Big Brother is closing in
The FBI would like to increase the amount of information they can get from tech companies – and the companies are pulling together to say no.
In a letter to senators signed by several tech giants and consumer rights groups, opponents harshly criticized two proposed legal changes that would greatly expand the categories of information that the government can demand without a court order.
Your browser history, up for grabs
Currently the FBI must obtain a court order to demand information about electronic communications from companies, unless the information falls under the categories listed in the National Security Letters (NSLs).
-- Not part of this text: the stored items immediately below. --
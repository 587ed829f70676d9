//! Store connection management with pragma configuration.
//!
//! This module handles opening a store's SQLite file, applying the pragmas
//! required for performance and concurrency (WAL mode), and running
//! migrations.

use super::migrations;
use crate::Error;
use std::path::Path;
use tokio_rusqlite::rusqlite;
use tokio_rusqlite::{Connection, params};

/// One per-project cache store.
///
/// Wraps a tokio-rusqlite Connection that runs store operations on a
/// background thread. Handles are cheap to clone.
#[derive(Clone, Debug)]
pub struct CacheDb {
    pub(crate) conn: Connection,
}

impl CacheDb {
    /// Open a store at the specified path.
    ///
    /// Creates the file if it doesn't exist, applies performance pragmas,
    /// and runs any pending migrations.
    pub async fn open(path: impl AsRef<Path>) -> Result<Self, Error> {
        let conn = Connection::open(path).await.map_err(|e| Error::Database(e.into()))?;
        Self::initialize(conn).await
    }

    /// Open an in-memory store for testing.
    pub async fn open_in_memory() -> Result<Self, Error> {
        let conn = Connection::open_in_memory()
            .await
            .map_err(|e| Error::Database(e.into()))?;
        Self::initialize(conn).await
    }

    async fn initialize(conn: Connection) -> Result<Self, Error> {
        conn.call(|conn| {
            conn.execute_batch(
                "PRAGMA journal_mode=WAL;
                 PRAGMA synchronous=NORMAL;
                 PRAGMA temp_store=MEMORY;
                 PRAGMA foreign_keys=ON;",
            )?;
            Ok(())
        })
        .await
        .map_err(Error::Database)?;

        migrations::run(&conn).await?;

        Ok(Self { conn })
    }

    /// Record which project root this store belongs to.
    ///
    /// First writer wins; reopening an existing store keeps the original
    /// provenance row.
    pub async fn record_project_root(&self, project_root: &str) -> Result<(), Error> {
        let root = project_root.to_string();
        let now = chrono::Utc::now().to_rfc3339();
        self.conn
            .call(move |conn| -> Result<(), Error> {
                conn.execute(
                    "INSERT OR IGNORE INTO store_meta (key, value) VALUES ('project_root', ?1)",
                    params![root],
                )?;
                conn.execute(
                    "INSERT OR IGNORE INTO store_meta (key, value) VALUES ('created_at', ?1)",
                    params![now],
                )?;
                Ok(())
            })
            .await
            .map_err(Error::from)
    }

    /// Project root recorded at creation, if any.
    pub async fn project_root(&self) -> Result<Option<String>, Error> {
        self.conn
            .call(|conn| -> Result<Option<String>, Error> {
                let result = conn.query_row(
                    "SELECT value FROM store_meta WHERE key = 'project_root'",
                    [],
                    |row| row.get(0),
                );
                match result {
                    Ok(value) => Ok(Some(value)),
                    Err(rusqlite::Error::QueryReturnedNoRows) => Ok(None),
                    Err(e) => Err(e.into()),
                }
            })
            .await
            .map_err(Error::from)
    }
}

#[cfg(test)]
mod tests {
    use super::*;

    #[tokio::test]
    async fn test_open_in_memory() {
        let db = CacheDb::open_in_memory().await.unwrap();
        let version = db
            .conn
            .call(|conn| conn.query_row("SELECT sqlite_version()", [], |row| row.get::<_, String>(0)))
            .await
            .unwrap();
        assert!(!version.is_empty());
    }

    #[tokio::test]
    async fn test_project_root_unset() {
        let db = CacheDb::open_in_memory().await.unwrap();
        assert!(db.project_root().await.unwrap().is_none());
    }

    #[tokio::test]
    async fn test_project_root_first_writer_wins() {
        let db = CacheDb::open_in_memory().await.unwrap();
        db.record_project_root("/projects/alpha").await.unwrap();
        db.record_project_root("/projects/beta").await.unwrap();
        assert_eq!(db.project_root().await.unwrap().as_deref(), Some("/projects/alpha"));
    }
}
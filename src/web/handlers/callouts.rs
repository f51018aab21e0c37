//! Admin callout lifecycle: open, submit, lock.

use axum::{
    extract::{Path, State},
    http::StatusCode,
    response::IntoResponse,
    Json,
};
use serde::Deserialize;
use serde_json::json;
use uuid::Uuid;

use crate::app::AppState;
use crate::error::ApiError;
use crate::models::brigade::Brigade;
use crate::models::callout::{Callout, CalloutStatus};
use crate::models::now_rfc3339;
use crate::web::session::AdminSession;

pub async fn list_callouts(
    AdminSession(brigade): AdminSession,
    State(state): State<AppState>,
) -> Result<impl IntoResponse, ApiError> {
    let callouts = state.repo.list_callouts(&brigade.id, 100).await.map_err(|e| {
        tracing::error!(error = ?e, "failed to list callouts");
        ApiError::Internal
    })?;
    Ok(Json(json!({ "items": callouts })))
}

#[derive(Deserialize)]
pub struct CreateCalloutRequest {
    pub icad_number: String,
}

pub async fn create_callout(
    AdminSession(brigade): AdminSession,
    State(state): State<AppState>,
    Json(req): Json<CreateCalloutRequest>,
) -> Result<impl IntoResponse, ApiError> {
    let (callout, created) = create_for_brigade(&state, &brigade, &req.icad_number).await?;
    let status = if created {
        StatusCode::CREATED
    } else {
        StatusCode::OK
    };
    Ok((status, Json(callout)))
}

pub async fn submit_callout(
    AdminSession(brigade): AdminSession,
    State(state): State<AppState>,
    Path((_slug, callout_id)): Path<(String, String)>,
) -> Result<Json<Callout>, ApiError> {
    let mut callout = owned_callout(&state, &brigade, &callout_id).await?;
    if callout.status != CalloutStatus::Draft.as_str() {
        return Err(ApiError::Conflict(
            "only a draft callout can be submitted".to_string(),
        ));
    }
    set_status(&state, &callout.id, CalloutStatus::Submitted).await?;
    callout.status = CalloutStatus::Submitted.as_str().to_string();
    Ok(Json(callout))
}

pub async fn lock_callout(
    AdminSession(brigade): AdminSession,
    State(state): State<AppState>,
    Path((_slug, callout_id)): Path<(String, String)>,
) -> Result<Json<Callout>, ApiError> {
    let mut callout = owned_callout(&state, &brigade, &callout_id).await?;
    if callout.is_locked() {
        // locking twice is a no-op, not an error
        return Ok(Json(callout));
    }
    set_status(&state, &callout.id, CalloutStatus::Locked).await?;
    state.live.publish_locked(&brigade.id, &callout.id).await;
    callout.status = CalloutStatus::Locked.as_str().to_string();
    Ok(Json(callout))
}

/// Open a callout, converging on the existing row when the brigade has
/// already seen this ICAD number. Shared with the bearer API.
pub(crate) async fn create_for_brigade(
    state: &AppState,
    brigade: &Brigade,
    icad_number: &str,
) -> Result<(Callout, bool), ApiError> {
    let icad_number = icad_number.trim();
    if icad_number.is_empty() {
        return Err(ApiError::Validation(
            "icad_number must not be empty".to_string(),
        ));
    }
    let callout = Callout {
        id: Uuid::new_v4().to_string(),
        brigade_id: brigade.id.clone(),
        icad_number: icad_number.to_string(),
        status: CalloutStatus::Draft.as_str().to_string(),
        opened_at: now_rfc3339(),
    };
    state.repo.create_callout(callout).await.map_err(|e| {
        tracing::error!(error = ?e, "failed to create callout");
        ApiError::Internal
    })
}

/// Load a callout and prove it belongs to the brigade. A callout of
/// another brigade is reported as missing, not forbidden.
pub(crate) async fn owned_callout(
    state: &AppState,
    brigade: &Brigade,
    callout_id: &str,
) -> Result<Callout, ApiError> {
    let callout = state.repo.get_callout(callout_id).await.map_err(|e| {
        tracing::error!(error = ?e, "failed to load callout");
        ApiError::Internal
    })?;
    match callout {
        Some(callout) if callout.brigade_id == brigade.id => Ok(callout),
        _ => Err(ApiError::NotFound("callout")),
    }
}

async fn set_status(
    state: &AppState,
    callout_id: &str,
    status: CalloutStatus,
) -> Result<(), ApiError> {
    state
        .repo
        .set_callout_status(callout_id, status.as_str())
        .await
        .map_err(|e| {
            tracing::error!(error = ?e, "failed to update callout status");
            ApiError::Internal
        })?;
    Ok(())
}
Proposed legislation would expand the categories under the NSL to include information like IP addresses, personal browsing histories, email metadata, location information, and the day and time that internet users signed into different accounts.
According to the letter, this information “would paint an incredibly intimate picture of an individual’s life.”
Limiting while expanding
The first proposed legislation, the 2017 Intelligence Authorization Act, would not only expand the categories that fall under the NSL, but would also limit the jurisdiction of the Privacy and Civil Liberties Oversight Board, which currently keeps on eye on government agencies to be sure they aren’t overstepping their authority. Senator Ron Wyden said that the new legislation would “take aim at [this] valuable independent oversight board.”
The second proposed legislation is an amendment to the Electronic Communications Privacy Act that would allow the government to gain information such as account numbers, login histories, and credit card or banking information.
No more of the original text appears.